Post-Translational Regulation of CYP450s Metabolism As Revealed by All-Atoms Simulations of the Aromatase Enzyme
journal contributionposted on 29.04.2019, 00:00 by Ida Ritacco, Angelo Spinello, Emiliano Ippoliti, Alessandra Magistrato
Phosphorylation by kinases enzymes is a widespread regulatory mechanism able of rapidly altering the function of target proteins. Among these are cytochrome P450s (CYP450), a superfamily of enzymes performing the oxidation of endogenous and exogenous substrates thanks to the electron supply of a redox partner. In spite of its pivotal role, the molecular mechanism by which phosphorylation modulates CYP450s metabolism remains elusive. Here by performing microsecond-long all-atom molecular dynamics simulations, we disclose how phosphorylation regulates estrogen biosynthesis, catalyzed by the Human Aromatase (HA) enzyme. Namely, we unprecedentedly propose that HA phosphorylation at Y361 markedly stabilizes its adduct with the flavin mononucleotide domain of CYP450s reductase (CPR), the redox partner of microsomal CYP450s, and a variety of other proteins. With CPR present at physiological conditions in a limiting ratio with respect to its multiple oxidative partners, the enhanced stability of the CPR/HA adduct may favor HA in the competition with the other proteins requiring CPR’s electron supply, ultimately facilitating the electron transfer and estrogen biosynthesis.

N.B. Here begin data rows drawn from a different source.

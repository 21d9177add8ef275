//! Tooling & Integration Layer
//!
//! The `lcagents` command-line surface and its text rendering.

pub mod cli;
pub mod format;

pub use cli::{Cli, CliContext, CommandOutput, Commands};
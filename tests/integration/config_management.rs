use crate::integration::support::{project_with, write_file};
use lcagents::config::{ConfigManager, InitOptions, LcAgentsConfig, TeamRole};
use lcagents::error::ApiError;
use lcagents::resource::{FsResourceResolver, ResourceResolver};
use std::collections::BTreeMap;

#[test]
fn initialized_config_drives_resolution() {
    let temp = project_with(&[("shared/tasks/review.md", "# Review")]);
    let manager = ConfigManager::new(temp.path());

    let mut paths = BTreeMap::new();
    paths.insert("tasks".to_string(), "shared/tasks".to_string());
    manager
        .initialize_config(InitOptions {
            paths,
            repository: Some("acme/widgets".to_string()),
            ..InitOptions::default()
        })
        .unwrap();

    let config = manager.load_config().unwrap();
    assert_eq!(config.repository.as_deref(), Some("acme/widgets"));
    assert_eq!(config.path_for("templates"), ".lcagents/templates");

    let resolver = FsResourceResolver::new(temp.path(), config);
    assert_eq!(resolver.resolve_task("review.md").content(), Some("# Review"));
}

#[test]
fn document_uses_camel_case_keys() {
    let temp = project_with(&[]);
    let manager = ConfigManager::new(temp.path());
    manager
        .initialize_config(InitOptions {
            github_enabled: Some(true),
            copilot_features: Some(true),
            ..InitOptions::default()
        })
        .unwrap();

    let raw = std::fs::read_to_string(manager.config_path()).unwrap();
    assert!(raw.contains("layerRoot:"));
    assert!(raw.contains("copilotFeatures: true"));
    assert!(raw.contains("agent-teams: .lcagents/agent-teams"));
}

#[test]
fn hand_written_document_loads_with_defaults() {
    let temp = project_with(&[]);
    write_file(
        temp.path(),
        ".lcagents/config.yaml",
        "version: '2.0'\npaths:\n  tasks: docs/tasks\nteamRoles:\n  pm:\n    description: Owns the roadmap\n    seniority: lead\n",
    );
    let manager = ConfigManager::new(temp.path());
    let config = manager.load_config().unwrap();
    assert_eq!(config.layer_root, ".lcagents");
    assert!(!config.github.enabled);
    assert_eq!(config.path_for("agents"), ".lcagents/agents");

    let pm = manager.get_team_role("pm").unwrap().unwrap();
    assert_eq!(pm.description, "Owns the roadmap");
    assert_eq!(
        pm.extra.get("seniority"),
        Some(&serde_yaml::Value::String("lead".to_string()))
    );
}

#[test]
fn document_without_paths_is_rejected() {
    let temp = project_with(&[(".lcagents/config.yaml", "version: '1.0.0'\n")]);
    let err = ConfigManager::new(temp.path()).load_config().unwrap_err();
    assert!(matches!(err, ApiError::ConfigError(_)));
}

#[test]
fn blank_path_is_rejected_on_save() {
    let temp = project_with(&[]);
    let manager = ConfigManager::new(temp.path());
    let mut config = LcAgentsConfig::default();
    config.paths.insert("data".to_string(), "  ".to_string());
    let err = manager.save_config(&config).unwrap_err();
    assert!(err.to_string().contains("paths.data"));
    assert!(!manager.exists());
}

#[test]
fn team_role_lifecycle() {
    let temp = project_with(&[]);
    let manager = ConfigManager::new(temp.path());
    manager.reset_to_defaults().unwrap();

    manager
        .set_team_role(
            "qa",
            TeamRole {
                name: "QA".to_string(),
                description: "Quality".to_string(),
                responsibilities: vec!["Test plans".to_string()],
                extra: BTreeMap::new(),
            },
        )
        .unwrap();
    assert_eq!(manager.get_team_roles().unwrap().len(), 1);

    manager.remove_team_role("qa").unwrap();
    manager.remove_team_role("qa").unwrap();
    assert!(manager.get_team_role("qa").unwrap().is_none());
}

#[test]
fn reset_discards_customization() {
    let temp = project_with(&[]);
    let manager = ConfigManager::new(temp.path());
    manager
        .initialize_config(InitOptions {
            layer_root: Some("tools/lc".to_string()),
            ..InitOptions::default()
        })
        .unwrap();
    assert_eq!(manager.load_config().unwrap().path_for("tasks"), "tools/lc/tasks");

    let reset = manager.reset_to_defaults().unwrap();
    assert_eq!(reset, LcAgentsConfig::default());
    assert_eq!(manager.load_config().unwrap(), LcAgentsConfig::default());
}
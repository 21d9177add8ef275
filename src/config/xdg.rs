//! XDG Base Directory lookups for user-level settings.

use crate::error::ApiError;
use std::path::PathBuf;

/// Get XDG config home directory
///
/// Returns `$XDG_CONFIG_HOME` if set, otherwise defaults to `$HOME/.config`
pub fn config_home() -> Result<PathBuf, ApiError> {
    if let Ok(xdg_config_home) = std::env::var("XDG_CONFIG_HOME") {
        if !xdg_config_home.is_empty() {
            return Ok(PathBuf::from(xdg_config_home));
        }
    }

    let home = std::env::var("HOME").map_err(|_| {
        ApiError::ConfigError(
            "Could not determine XDG config home directory (HOME not set)".to_string(),
        )
    })?;

    Ok(PathBuf::from(home).join(".config"))
}

/// Global settings file: `$XDG_CONFIG_HOME/lcagents/settings.yaml`.
pub fn global_settings_path() -> Result<PathBuf, ApiError> {
    Ok(config_home()?.join("lcagents").join("settings.yaml"))
}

As a result, our work elucidates at atomic-level the post-translational regulation of CYP450s catalysis. Given the potential for rational clinical management of diseases associated with steroid metabolism disorders, unraveling this mechanism is of utmost importance, and raises the intriguing perspective of exploiting this knowledge to devise novel therapies.